▶ TASK INSTRUCTIONS: From the entries below, tally the lines with "failure" in them and reply with that figure only.

▶ Data items:
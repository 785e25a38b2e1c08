//! # Vapor HAL
//!
//! Endpoint drivers for the vapor control unit: the simulated plant and
//! operator sources on one side, the host telemetry and actuator sinks
//! on the other. Everything implements the port traits from
//! `vapor_common::io`, so the control loop never knows which family it
//! is wired to.
//!
//! # Module Structure
//!
//! - [`drivers`] - endpoint driver implementations, by family
//! - [`error`] - driver setup errors
//!
//! # Architecture
//!
//! ```text
//! ┌─────────────────────────────────────────────────────────────┐
//! │                     vapor_control_unit                      │
//! │                (ports from vapor_common::io)                │
//! └────┬─────────────┬──────────────┬──────────────┬────────────┘
//!      │             │              │              │
//! ProcessPlant  InputSource    SerialSink    FeedPublisher
//!      │             │              │              │
//! SimulatedPlant ScriptedOperator SerialLineSink UdpFeedPublisher
//!                NullOperator     (device or     (JSON datagrams)
//!                                  stdout)
//! ```

#![deny(warnings)]
#![deny(missing_docs)]

pub mod drivers;
pub mod error;

// Re-export driver types for convenience
pub use crate::drivers::host::{
    SerialLineSink, TracingActuator, TracingIndicator, UdpFeedPublisher,
};
pub use crate::drivers::simulation::{NullOperator, ScriptedOperator, SimulatedPlant};
pub use crate::error::HalError;
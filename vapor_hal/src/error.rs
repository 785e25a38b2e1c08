//! Driver setup errors.
//!
//! Everything here is a startup-time failure. Once a driver is open,
//! per-tick faults surface as `vapor_common::io::TelemetryError` and
//! are dropped-and-counted by the emitter instead of propagated.

use std::path::PathBuf;

use thiserror::Error;

/// Errors raised while opening HAL endpoints.
#[derive(Debug, Error)]
pub enum HalError {
    /// Scenario tape could not be read from disk.
    #[error("scenario read {path}: {source}")]
    ScenarioRead {
        /// Tape path as given on the command line.
        path: PathBuf,
        /// Underlying I/O failure.
        source: std::io::Error,
    },

    /// Scenario tape is not valid TOML.
    #[error("scenario parse: {0}")]
    ScenarioParse(#[from] toml::de::Error),

    /// Serial endpoint could not be opened.
    #[error("serial open {path}: {source}")]
    SerialOpen {
        /// Configured device path.
        path: String,
        /// Errno from `open(2)`.
        source: nix::Error,
    },

    /// Uplink socket could not be created or connected.
    #[error("uplink setup {addr}: {source}")]
    UplinkSetup {
        /// Configured collector address.
        addr: String,
        /// Underlying socket failure.
        source: std::io::Error,
    },
}
//! Operator input sources for unattended runs.
//!
//! `NullOperator` is a dead panel. `ScriptedOperator` replays a TOML
//! tape of events keyed to absolute tick indices, which makes rig
//! sessions reproducible tick for tick.

use std::path::Path;

use serde::Deserialize;
use tracing::debug;

use vapor_common::io::{InputSource, RawInputs};

use crate::error::HalError;

/// Input source that never reports operator activity.
#[derive(Debug, Default, Clone, Copy)]
pub struct NullOperator;

impl InputSource for NullOperator {
    fn poll(&mut self) -> RawInputs {
        RawInputs::default()
    }
}

/// One scripted input event.
#[derive(Debug, Clone, Copy, Deserialize)]
struct ScriptedEvent {
    tick: u64,
    #[serde(default)]
    rotary_delta: i32,
    #[serde(default)]
    mode_button: bool,
    #[serde(default)]
    esd_button: bool,
}

#[derive(Debug, Deserialize)]
struct ScenarioFile {
    #[serde(default)]
    event: Vec<ScriptedEvent>,
}

/// Replays a TOML tape of operator events against the tick counter.
///
/// Ticks without an event poll as idle. Button *levels* are scripted,
/// not presses, so a debounced press needs the level held across
/// consecutive ticks:
///
/// ```toml
/// [[event]]
/// tick = 10
/// esd_button = true
///
/// [[event]]
/// tick = 11
/// esd_button = true
/// ```
#[derive(Debug)]
pub struct ScriptedOperator {
    /// Events sorted by tick; `cursor` never moves backwards.
    events: Vec<ScriptedEvent>,
    cursor: usize,
    tick: u64,
}

impl ScriptedOperator {
    /// Parse a scenario tape from TOML text.
    pub fn from_toml_str(raw: &str) -> Result<Self, HalError> {
        let file: ScenarioFile = toml::from_str(raw)?;
        let mut events = file.event;
        events.sort_by_key(|e| e.tick);
        debug!(events = events.len(), "scenario tape loaded");
        Ok(Self {
            events,
            cursor: 0,
            tick: 0,
        })
    }

    /// Load a scenario tape from disk.
    pub fn load(path: &Path) -> Result<Self, HalError> {
        let raw = std::fs::read_to_string(path).map_err(|source| HalError::ScenarioRead {
            path: path.to_path_buf(),
            source,
        })?;
        Self::from_toml_str(&raw)
    }

    /// Ticks with at least one scripted event remaining.
    pub fn remaining(&self) -> usize {
        self.events.len() - self.cursor
    }
}

impl InputSource for ScriptedOperator {
    fn poll(&mut self) -> RawInputs {
        let mut raw = RawInputs::default();
        while let Some(event) = self.events.get(self.cursor) {
            if event.tick != self.tick {
                break;
            }
            // Multiple rows on one tick accumulate detents and OR levels.
            raw.rotary_delta += event.rotary_delta;
            raw.mode_button_down |= event.mode_button;
            raw.esd_button_down |= event.esd_button;
            self.cursor += 1;
        }
        self.tick += 1;
        raw
    }
}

▶ ANSWER FOR THE TASK: 3